┌──

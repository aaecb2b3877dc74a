//! Aggregate function trait with type-erased state adapter.
//!
//! An aggregate function reduces a column of values for one group (e.g.
//! `sum`, `collect`). Each group gets its own accumulator state.
//!
//! # Type Erasure
//!
//! The [`FunctionRegistry`](crate::FunctionRegistry) stores aggregates as
//! `Arc<dyn AggregateFunction<State = Box<dyn Any + Send>>>`. Concrete
//! implementations use [`AggregateAdapter`] to wrap their typed state.

use std::any::Any;

use quiver_error::{QuiverError, Result};
use quiver_types::Value;

/// A named aggregation behavior: an accumulator shape, a step rule, and a
/// finalize rule.
///
/// This trait is **open** (user-implementable). Extension authors implement
/// it to register custom aggregations.
///
/// # State Lifecycle
///
/// 1. [`initial_state`](Self::initial_state) creates a fresh accumulator.
/// 2. [`step`](Self::step) is called once per input row with a batch of
///    `num_args` values (the primary value plus any fixed auxiliary
///    arguments, e.g. a percentile fraction in the trailing slot).
/// 3. [`finalize`](Self::finalize) consumes the state and returns the
///    group's single output scalar.
///
/// # Send + Sync
///
/// The function object itself is shared across threads via `Arc`. The
/// `State` type must be `Send` so a handle can be moved between worker
/// threads; a given state is only ever driven by one caller at a time.
pub trait AggregateFunction: Send + Sync {
    /// The per-group accumulator type.
    type State: Send;

    /// Create a fresh accumulator (zero/identity state).
    fn initial_state(&self) -> Self::State;

    /// Process one row, updating the accumulator.
    fn step(&self, state: &mut Self::State, args: &[Value]) -> Result<()>;

    /// Consume the accumulator and produce the final result.
    fn finalize(&self, state: Self::State) -> Result<Value>;

    /// The number of arguments this function accepts (`-1` = variadic).
    fn num_args(&self) -> i32;

    /// The function name, used for registration and in error messages.
    fn name(&self) -> &str;
}

/// Type-erased adapter that wraps a concrete [`AggregateFunction`] so the
/// registry can store heterogeneous aggregates behind a single trait object.
///
/// The adapter implements `AggregateFunction<State = Box<dyn Any + Send>>`,
/// boxing the concrete state on creation and downcasting on step/finalize.
/// A downcast mismatch is reported as an internal error rather than a panic
/// since erased handles are part of the public execution surface.
pub struct AggregateAdapter<F> {
    inner: F,
}

impl<F> AggregateAdapter<F> {
    /// Wrap a concrete aggregate function for type-erased storage.
    pub const fn new(inner: F) -> Self {
        Self { inner }
    }
}

impl<F> AggregateFunction for AggregateAdapter<F>
where
    F: AggregateFunction,
    F::State: 'static,
{
    type State = Box<dyn Any + Send>;

    fn initial_state(&self) -> Self::State {
        Box::new(self.inner.initial_state())
    }

    fn step(&self, state: &mut Self::State, args: &[Value]) -> Result<()> {
        let concrete = state.downcast_mut::<F::State>().ok_or_else(|| {
            QuiverError::internal(format!("{}: accumulator state type mismatch", self.name()))
        })?;
        self.inner.step(concrete, args)
    }

    fn finalize(&self, state: Self::State) -> Result<Value> {
        let concrete = state.downcast::<F::State>().map_err(|_| {
            QuiverError::internal(format!("{}: accumulator state type mismatch", self.name()))
        })?;
        self.inner.finalize(*concrete)
    }

    fn num_args(&self) -> i32 {
        self.inner.num_args()
    }

    fn name(&self) -> &str {
        self.inner.name()
    }
}

#[cfg(test)]
mod tests {
    use std::sync::Arc;

    use super::*;

    // -- Mock: integer tally over one column --

    struct Tally;

    impl AggregateFunction for Tally {
        type State = i64;

        fn initial_state(&self) -> i64 {
            0
        }

        fn step(&self, state: &mut i64, args: &[Value]) -> Result<()> {
            if let Some(n) = args[0].as_integer() {
                *state += n;
            }
            Ok(())
        }

        fn finalize(&self, state: i64) -> Result<Value> {
            Ok(Value::Integer(state))
        }

        fn num_args(&self) -> i32 {
            1
        }

        fn name(&self) -> &str {
            "tally"
        }
    }

    #[test]
    fn test_aggregate_initial_state() {
        let agg = Tally;
        assert_eq!(agg.initial_state(), 0);
    }

    #[test]
    fn test_aggregate_step_and_finalize() {
        let agg = Tally;
        let mut state = agg.initial_state();

        agg.step(&mut state, &[Value::Integer(10)]).unwrap();
        agg.step(&mut state, &[Value::Integer(20)]).unwrap();
        agg.step(&mut state, &[Value::Integer(12)]).unwrap();

        let result = agg.finalize(state).unwrap();
        assert_eq!(result, Value::Integer(42));
    }

    #[test]
    fn test_aggregate_type_erasure_adapter() {
        let adapted: AggregateAdapter<Tally> = AggregateAdapter::new(Tally);
        let erased: Arc<dyn AggregateFunction<State = Box<dyn Any + Send>>> = Arc::new(adapted);

        let mut state = erased.initial_state();
        erased.step(&mut state, &[Value::Integer(10)]).unwrap();
        erased.step(&mut state, &[Value::Integer(32)]).unwrap();

        let result = erased.finalize(state).unwrap();
        assert_eq!(result, Value::Integer(42));

        // Verify we can clone the Arc (shared across threads).
        let e2 = Arc::clone(&erased);
        assert_eq!(e2.name(), "tally");
    }

    #[test]
    fn test_adapter_state_mismatch_is_internal_error() {
        let adapted = AggregateAdapter::new(Tally);
        // Hand the adapter a state box of the wrong concrete type.
        let mut bogus: Box<dyn Any + Send> = Box::new(String::from("not a tally state"));
        let err = adapted.step(&mut bogus, &[Value::Integer(1)]).unwrap_err();
        assert!(matches!(err, QuiverError::Internal(_)));

        let err = adapted.finalize(bogus).unwrap_err();
        assert!(matches!(err, QuiverError::Internal(_)));
    }
}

└──

◆ Exercise prompt
Which lines of the data contain the word "across"? Copy each one.

◆ Answer to this task
/// The function object itself is shared across threads via `Arc`. The
        // Verify we can clone the Arc (shared across threads).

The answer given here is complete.